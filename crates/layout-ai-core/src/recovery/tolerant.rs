//! Pattern-based fallback parser for text that is not valid JSON
//!
//! Pulls `id` + `position` pairs straight out of the text. Used as the last
//! resort when structural parsing cannot recover anything, so it never
//! fails: the worst case is a layout without objects.

use super::scanner::unescape;
use layout_ai_config::types::{LayoutData, LayoutObject, Vec3};
use regex::Regex;
use std::sync::OnceLock;

/// How far past an `id` the scanner looks for the object's `position`
const MAX_OBJECT_WINDOW: usize = 2048;

struct Patterns {
    game_type: Regex,
    theme: Regex,
    id: Regex,
    position: Regex,
    rotation: Regex,
    scale: Regex,
    axis: Regex,
}

impl Patterns {
    fn compile() -> Option<Self> {
        Some(Self {
            game_type: Regex::new(r#""gameType"\s*:\s*"((?:[^"\\]|\\.)*)""#).ok()?,
            theme: Regex::new(r#""theme"\s*:\s*"((?:[^"\\]|\\.)*)""#).ok()?,
            id: Regex::new(r#"\{\s*"id"\s*:\s*"((?:[^"\\]|\\.)*)""#).ok()?,
            position: Regex::new(r#""position"\s*:\s*\{([^{}]*)\}"#).ok()?,
            rotation: Regex::new(r#""(?:rotation|rotationEuler)"\s*:\s*\{([^{}]*)\}"#).ok()?,
            scale: Regex::new(r#""scale"\s*:\s*\{([^{}]*)\}"#).ok()?,
            axis: Regex::new(r#""([xyz])"\s*:\s*(-?(?:\d+\.?\d*|\.\d+)(?:[eE][+-]?\d+)?)"#)
                .ok()?,
        })
    }
}

fn patterns() -> Option<&'static Patterns> {
    static PATTERNS: OnceLock<Option<Patterns>> = OnceLock::new();
    PATTERNS.get_or_init(Patterns::compile).as_ref()
}

/// Extract whatever objects can be found in `text`.
///
/// Each object must start with `{ "id": "..."`; its `position` is the first
/// `"position": {...}` following the id within a bounded window, with axes
/// keyed by name in any order. `rotation` (or `rotationEuler`) and `scale`
/// are picked up from the same object when present. Objects with a blank id
/// are dropped. No count limits are applied.
pub fn parse_tolerant(text: &str) -> LayoutData {
    let mut layout = LayoutData::default();
    let Some(p) = patterns() else {
        tracing::warn!("Tolerant parser patterns failed to compile");
        return layout;
    };

    layout.game_type = capture_string(&p.game_type, text).unwrap_or_default();
    layout.theme = capture_string(&p.theme, text).unwrap_or_default();

    let mut cursor = 0;
    while let Some(id_caps) = p.id.captures_at(text, cursor) {
        let (Some(whole), Some(id_match)) = (id_caps.get(0), id_caps.get(1)) else {
            break;
        };
        let id_end = whole.end();
        let window_end = char_floor(text, id_end.saturating_add(MAX_OBJECT_WINDOW));

        let Some(pos_caps) = p.position.captures(&text[id_end..window_end]) else {
            cursor = id_end;
            continue;
        };
        let (Some(pos_whole), Some(pos_body)) = (pos_caps.get(0), pos_caps.get(1)) else {
            cursor = id_end;
            continue;
        };

        let object_end = id_end + pos_whole.end();
        cursor = object_end;

        let id = unescape(id_match.as_str());
        if id.trim().is_empty() {
            tracing::debug!("Skipping object with blank id at offset {}", whole.start());
            continue;
        }

        let extras_end = p
            .id
            .find_at(text, object_end)
            .map(|m| m.start())
            .unwrap_or(text.len())
            .min(window_end)
            .max(object_end);
        let object_text = &text[id_end..extras_end];

        let mut object = LayoutObject::new(
            id,
            parse_vector(&p.axis, pos_body.as_str()).unwrap_or_default(),
        );
        object.rotation = capture_vector(p, &p.rotation, object_text);
        object.scale = capture_vector(p, &p.scale, object_text);
        layout.objects.push(object);
    }

    tracing::debug!(
        "Tolerant parser recovered {} objects (gameType '{}')",
        layout.objects.len(),
        layout.game_type
    );
    layout
}

fn capture_string(re: &Regex, text: &str) -> Option<String> {
    re.captures(text)
        .and_then(|caps| caps.get(1))
        .map(|m| unescape(m.as_str()))
}

fn capture_vector(p: &Patterns, re: &Regex, text: &str) -> Option<Vec3> {
    let caps = re.captures(text)?;
    parse_vector(&p.axis, caps.get(1)?.as_str())
}

/// Read `"x"`, `"y"` and `"z"` numbers from the body of a vector object.
/// Missing axes are 0; a body without any axis yields `None`.
fn parse_vector(axis: &Regex, body: &str) -> Option<Vec3> {
    let mut vector = Vec3::ZERO;
    let mut found = false;

    for caps in axis.captures_iter(body) {
        let (Some(name), Some(value)) = (caps.get(1), caps.get(2)) else {
            continue;
        };
        let Ok(value) = value.as_str().parse::<f32>() else {
            continue;
        };
        match name.as_str() {
            "x" => vector.x = value,
            "y" => vector.y = value,
            _ => vector.z = value,
        }
        found = true;
    }

    found.then_some(vector)
}

fn char_floor(text: &str, index: usize) -> usize {
    let mut index = index.min(text.len());
    while !text.is_char_boundary(index) {
        index -= 1;
    }
    index
}

#[cfg(test)]
mod tests {
    use super::*;

    #[test]
    fn test_extracts_game_type_and_objects() {
        let text = r#"{"gameType":"td", objects: [
            {"id":"Spawner","position":{"x":0,"y":0,"z":4}}
            {"id": "Tower" , "kind": "basic", "position": { "z": -2.5, "x": 3 }}
        "#;

        let layout = parse_tolerant(text);
        assert_eq!(layout.game_type, "td");
        assert_eq!(layout.objects.len(), 2);
        assert_eq!(layout.objects[0].id, "Spawner");
        assert_eq!(layout.objects[0].position, Vec3::new(0.0, 0.0, 4.0));
        assert_eq!(layout.objects[1].id, "Tower");
        assert_eq!(layout.objects[1].position, Vec3::new(3.0, 0.0, -2.5));
    }

    #[test]
    fn test_dangling_comma_and_extra_brace() {
        let text = r#"{"gameType":"td","objects":[{"id":"A","position":{"x":1,"y":0,"z":2}},]}}"#;
        let layout = parse_tolerant(text);
        assert_eq!(layout.objects.len(), 1);
        assert_eq!(layout.objects[0].id, "A");
        assert_eq!(layout.objects[0].position, Vec3::new(1.0, 0.0, 2.0));
    }

    #[test]
    fn test_rotation_and_scale() {
        let text = r#"{"id":"Crate","position":{"x":1,"y":0,"z":1},"rotationEuler":{"x":0,"y":45,"z":0},"scale":{"x":2,"y":2,"z":2}}
                      {"id":"Rock","position":{"x":5,"y":0,"z":5}}"#;
        let layout = parse_tolerant(text);
        assert_eq!(layout.objects.len(), 2);
        assert_eq!(layout.objects[0].rotation, Some(Vec3::new(0.0, 45.0, 0.0)));
        assert_eq!(layout.objects[0].scale, Some(Vec3::new(2.0, 2.0, 2.0)));
        assert!(layout.objects[1].rotation.is_none());
        assert!(layout.objects[1].scale.is_none());
    }

    #[test]
    fn test_number_formats() {
        let text = r#"{"id":"A","position":{"x":-1.25,"y":1e1,"z":.5}}"#;
        let layout = parse_tolerant(text);
        assert_eq!(layout.objects[0].position, Vec3::new(-1.25, 10.0, 0.5));
    }

    #[test]
    fn test_blank_ids_discarded() {
        let text = r#"{"id":"  ","position":{"x":1,"y":0,"z":1}} {"id":"B","position":{"x":2,"y":0,"z":2}}"#;
        let layout = parse_tolerant(text);
        assert_eq!(layout.objects.len(), 1);
        assert_eq!(layout.objects[0].id, "B");
    }

    #[test]
    fn test_garbage_yields_empty_layout() {
        let layout = parse_tolerant("the model refused to answer");
        assert!(layout.objects.is_empty());
        assert_eq!(layout.game_type, "");
    }

    #[test]
    fn test_escaped_id_unescaped() {
        let layout = parse_tolerant(r#"{"id":"Sign \"A\"","position":{"x":0,"y":0,"z":0}}"#);
        assert_eq!(layout.objects[0].id, "Sign \"A\"");
    }
}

§ Directions for this task: Give the count of lines in the listing above that include "found", with no other words.

§ Your response: 4